• Exercise prompt:
In the records below, tally every line containing "mock". Report only the total.

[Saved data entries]
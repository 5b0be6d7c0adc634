//! Matter server monitor.
//!
//! Connects to a Matter server, prints what it negotiated and the nodes it
//! knows, then logs every push event until interrupted or disconnected.
//!
//! Against the local mock server:
//!   cargo run -p matterlink-demo-mock-server -- --port 5580
//!   cargo run -p matterlink-demo-monitor -- --url ws://localhost:5580/ws

use matterlink_client::{ClientConfig, EventKind, MatterClient};
use std::sync::Arc;
use std::time::Duration;
use tokio::sync::Notify;
use tracing_subscriber::EnvFilter;

#[tokio::main]
async fn main() -> anyhow::Result<()> {
    tracing_subscriber::fmt()
        .with_env_filter(
            EnvFilter::from_default_env()
                .add_directive("matterlink_demo_monitor=info".parse()?)
                .add_directive("matterlink_client=info".parse()?),
        )
        .init();

    let args: Vec<String> = std::env::args().collect();
    let url = parse_arg_string(&args, "--url").unwrap_or_else(|| "ws://localhost:5580/ws".into());
    let mut config = ClientConfig::new(url);
    if let Some(schema) = parse_arg(&args, "--min-schema") {
        config = config.with_min_server_schema(schema);
    }
    if let Some(secs) = parse_arg(&args, "--request-timeout") {
        config = config.with_request_timeout(Duration::from_secs(secs.into()));
    }

    tracing::info!("Connecting to {}", config.url);
    let client = MatterClient::new(config);
    let info = client.connect().await?;
    tracing::info!(
        "Server schema {} (accepts clients from {}), fabric {}, bluetooth {}",
        info.schema_version,
        info.min_supported_schema_version,
        info.compressed_fabric_id,
        info.bluetooth_enabled
    );

    let lost = Arc::new(Notify::new());
    let _subscriptions: Vec<_> = EventKind::ALL
        .into_iter()
        .map(|kind| {
            let lost = lost.clone();
            client.add_event_listener(kind, move |data| {
                tracing::info!("{}: {}", kind, data);
                if kind == EventKind::ConnectionLost {
                    lost.notify_one();
                }
            })
        })
        .collect();

    let nodes = client.start_listening().await?;
    for node in &nodes {
        tracing::info!(
            "Node {} {} ({} {}), available: {}",
            node.node_id,
            node.label().unwrap_or("-"),
            node.vendor_name().unwrap_or("?"),
            node.product_name().unwrap_or("?"),
            node.available
        );
    }

    tokio::select! {
        _ = tokio::signal::ctrl_c() => {
            tracing::info!("Interrupted, closing connection");
            client.disconnect();
        }
        _ = lost.notified() => {
            anyhow::bail!("Connection to the Matter server was lost");
        }
    }
    Ok(())
}

fn parse_arg(args: &[String], flag: &str) -> Option<u32> {
    args.iter()
        .position(|a| a == flag)
        .and_then(|i| args.get(i + 1))
        .and_then(|v| v.parse().ok())
}

fn parse_arg_string(args: &[String], flag: &str) -> Option<String> {
    args.iter()
        .position(|a| a == flag)
        .and_then(|i| args.get(i + 1))
        .cloned()
}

• Result:
2